* [Your assignment]:
Show every line of the data where the word "readiness" can be found.
Start of Given information
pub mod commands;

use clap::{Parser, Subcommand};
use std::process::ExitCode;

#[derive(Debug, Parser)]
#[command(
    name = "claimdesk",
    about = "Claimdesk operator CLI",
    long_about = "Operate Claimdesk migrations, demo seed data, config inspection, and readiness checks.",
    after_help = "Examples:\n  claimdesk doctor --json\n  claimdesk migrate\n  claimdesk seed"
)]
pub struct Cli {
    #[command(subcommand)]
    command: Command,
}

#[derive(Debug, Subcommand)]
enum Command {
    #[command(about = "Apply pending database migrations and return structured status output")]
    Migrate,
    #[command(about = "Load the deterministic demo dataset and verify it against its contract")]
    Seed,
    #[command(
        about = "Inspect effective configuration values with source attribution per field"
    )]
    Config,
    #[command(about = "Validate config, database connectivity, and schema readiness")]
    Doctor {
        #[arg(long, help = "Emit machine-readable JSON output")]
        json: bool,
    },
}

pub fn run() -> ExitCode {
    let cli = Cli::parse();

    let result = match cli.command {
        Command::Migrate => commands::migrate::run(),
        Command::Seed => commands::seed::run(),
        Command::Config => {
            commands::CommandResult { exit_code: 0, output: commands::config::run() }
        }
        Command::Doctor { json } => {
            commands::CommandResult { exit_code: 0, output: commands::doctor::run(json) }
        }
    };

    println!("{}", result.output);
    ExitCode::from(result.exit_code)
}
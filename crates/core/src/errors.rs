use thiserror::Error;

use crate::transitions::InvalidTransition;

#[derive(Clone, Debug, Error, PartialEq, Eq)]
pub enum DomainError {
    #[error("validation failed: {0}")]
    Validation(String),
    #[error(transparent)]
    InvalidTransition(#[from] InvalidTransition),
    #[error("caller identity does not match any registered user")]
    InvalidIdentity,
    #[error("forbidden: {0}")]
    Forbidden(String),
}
End of Given information
Start of Given information
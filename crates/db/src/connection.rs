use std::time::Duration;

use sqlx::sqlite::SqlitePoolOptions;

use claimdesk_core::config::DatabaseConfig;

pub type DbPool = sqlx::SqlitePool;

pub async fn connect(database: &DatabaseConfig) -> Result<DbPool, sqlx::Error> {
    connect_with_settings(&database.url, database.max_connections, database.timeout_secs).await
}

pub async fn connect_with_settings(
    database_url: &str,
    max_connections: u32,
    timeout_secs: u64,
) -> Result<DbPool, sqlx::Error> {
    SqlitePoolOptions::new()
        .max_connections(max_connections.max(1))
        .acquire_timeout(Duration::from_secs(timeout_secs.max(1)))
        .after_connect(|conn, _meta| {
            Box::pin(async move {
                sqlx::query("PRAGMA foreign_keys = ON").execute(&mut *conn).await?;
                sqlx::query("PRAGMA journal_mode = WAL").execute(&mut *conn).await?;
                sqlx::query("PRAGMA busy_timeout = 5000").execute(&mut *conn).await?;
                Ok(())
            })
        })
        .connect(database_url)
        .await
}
End of Given information
Start of Given information
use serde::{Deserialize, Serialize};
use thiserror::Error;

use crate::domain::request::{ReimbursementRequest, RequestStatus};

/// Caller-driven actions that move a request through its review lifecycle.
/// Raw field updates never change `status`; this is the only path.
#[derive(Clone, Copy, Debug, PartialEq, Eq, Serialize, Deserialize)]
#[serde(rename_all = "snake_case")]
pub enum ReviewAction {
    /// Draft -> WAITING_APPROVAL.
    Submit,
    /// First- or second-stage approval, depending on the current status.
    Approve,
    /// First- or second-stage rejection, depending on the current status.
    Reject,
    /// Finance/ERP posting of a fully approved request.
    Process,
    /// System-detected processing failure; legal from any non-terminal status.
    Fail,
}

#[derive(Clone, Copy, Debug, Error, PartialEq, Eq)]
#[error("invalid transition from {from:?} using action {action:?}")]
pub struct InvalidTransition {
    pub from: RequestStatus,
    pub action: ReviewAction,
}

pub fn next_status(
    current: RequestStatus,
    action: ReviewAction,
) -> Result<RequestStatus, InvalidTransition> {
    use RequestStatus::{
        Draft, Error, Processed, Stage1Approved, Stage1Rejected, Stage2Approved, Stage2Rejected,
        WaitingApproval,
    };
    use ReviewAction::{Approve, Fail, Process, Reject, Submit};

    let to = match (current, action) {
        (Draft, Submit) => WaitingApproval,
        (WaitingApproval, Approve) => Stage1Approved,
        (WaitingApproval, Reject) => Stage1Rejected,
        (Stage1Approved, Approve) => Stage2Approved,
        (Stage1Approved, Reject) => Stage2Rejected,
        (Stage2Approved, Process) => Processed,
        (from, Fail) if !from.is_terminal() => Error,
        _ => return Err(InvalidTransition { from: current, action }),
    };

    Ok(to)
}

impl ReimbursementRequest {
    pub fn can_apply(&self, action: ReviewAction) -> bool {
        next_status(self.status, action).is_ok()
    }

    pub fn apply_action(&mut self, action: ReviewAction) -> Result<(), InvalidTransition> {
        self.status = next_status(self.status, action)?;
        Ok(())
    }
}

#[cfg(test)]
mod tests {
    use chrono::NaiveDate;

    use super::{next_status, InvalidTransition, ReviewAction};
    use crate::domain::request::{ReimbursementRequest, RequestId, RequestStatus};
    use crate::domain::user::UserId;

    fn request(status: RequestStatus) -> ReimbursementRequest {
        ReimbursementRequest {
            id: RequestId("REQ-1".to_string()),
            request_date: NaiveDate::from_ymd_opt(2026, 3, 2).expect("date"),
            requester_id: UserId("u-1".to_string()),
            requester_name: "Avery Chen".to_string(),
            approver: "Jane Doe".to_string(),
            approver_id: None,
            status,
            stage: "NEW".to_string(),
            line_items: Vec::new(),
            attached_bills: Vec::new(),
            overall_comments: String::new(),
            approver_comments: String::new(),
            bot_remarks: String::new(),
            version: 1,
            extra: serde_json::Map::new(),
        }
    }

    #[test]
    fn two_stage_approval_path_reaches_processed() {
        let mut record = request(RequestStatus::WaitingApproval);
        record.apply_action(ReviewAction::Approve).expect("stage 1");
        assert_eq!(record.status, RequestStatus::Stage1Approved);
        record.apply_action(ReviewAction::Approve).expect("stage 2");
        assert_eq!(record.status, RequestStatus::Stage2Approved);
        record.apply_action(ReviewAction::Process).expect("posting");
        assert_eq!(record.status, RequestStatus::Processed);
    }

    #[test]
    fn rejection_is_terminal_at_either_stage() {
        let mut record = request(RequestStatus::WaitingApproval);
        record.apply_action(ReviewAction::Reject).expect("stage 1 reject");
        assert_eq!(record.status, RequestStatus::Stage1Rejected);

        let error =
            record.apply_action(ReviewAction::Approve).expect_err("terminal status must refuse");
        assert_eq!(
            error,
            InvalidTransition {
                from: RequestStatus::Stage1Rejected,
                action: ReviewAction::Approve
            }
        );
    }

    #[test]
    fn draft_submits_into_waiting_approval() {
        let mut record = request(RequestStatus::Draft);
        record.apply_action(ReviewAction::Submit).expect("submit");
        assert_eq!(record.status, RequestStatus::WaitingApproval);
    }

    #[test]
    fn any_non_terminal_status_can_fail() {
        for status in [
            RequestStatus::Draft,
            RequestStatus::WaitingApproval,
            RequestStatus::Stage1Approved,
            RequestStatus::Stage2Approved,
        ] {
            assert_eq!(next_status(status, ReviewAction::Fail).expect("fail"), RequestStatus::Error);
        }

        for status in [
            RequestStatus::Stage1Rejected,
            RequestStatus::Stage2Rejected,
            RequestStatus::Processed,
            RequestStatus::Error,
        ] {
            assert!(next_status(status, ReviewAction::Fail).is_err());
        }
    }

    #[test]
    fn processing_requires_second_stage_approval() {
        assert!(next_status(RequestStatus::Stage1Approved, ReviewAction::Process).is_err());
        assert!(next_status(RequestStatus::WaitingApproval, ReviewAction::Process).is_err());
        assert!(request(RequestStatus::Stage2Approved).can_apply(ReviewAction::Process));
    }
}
End of Given information
* [Solution to this problem]:
    long_about = "Operate Claimdesk migrations, demo seed data, config inspection, and readiness checks.",
    #[command(about = "Validate config, database connectivity, and schema readiness")]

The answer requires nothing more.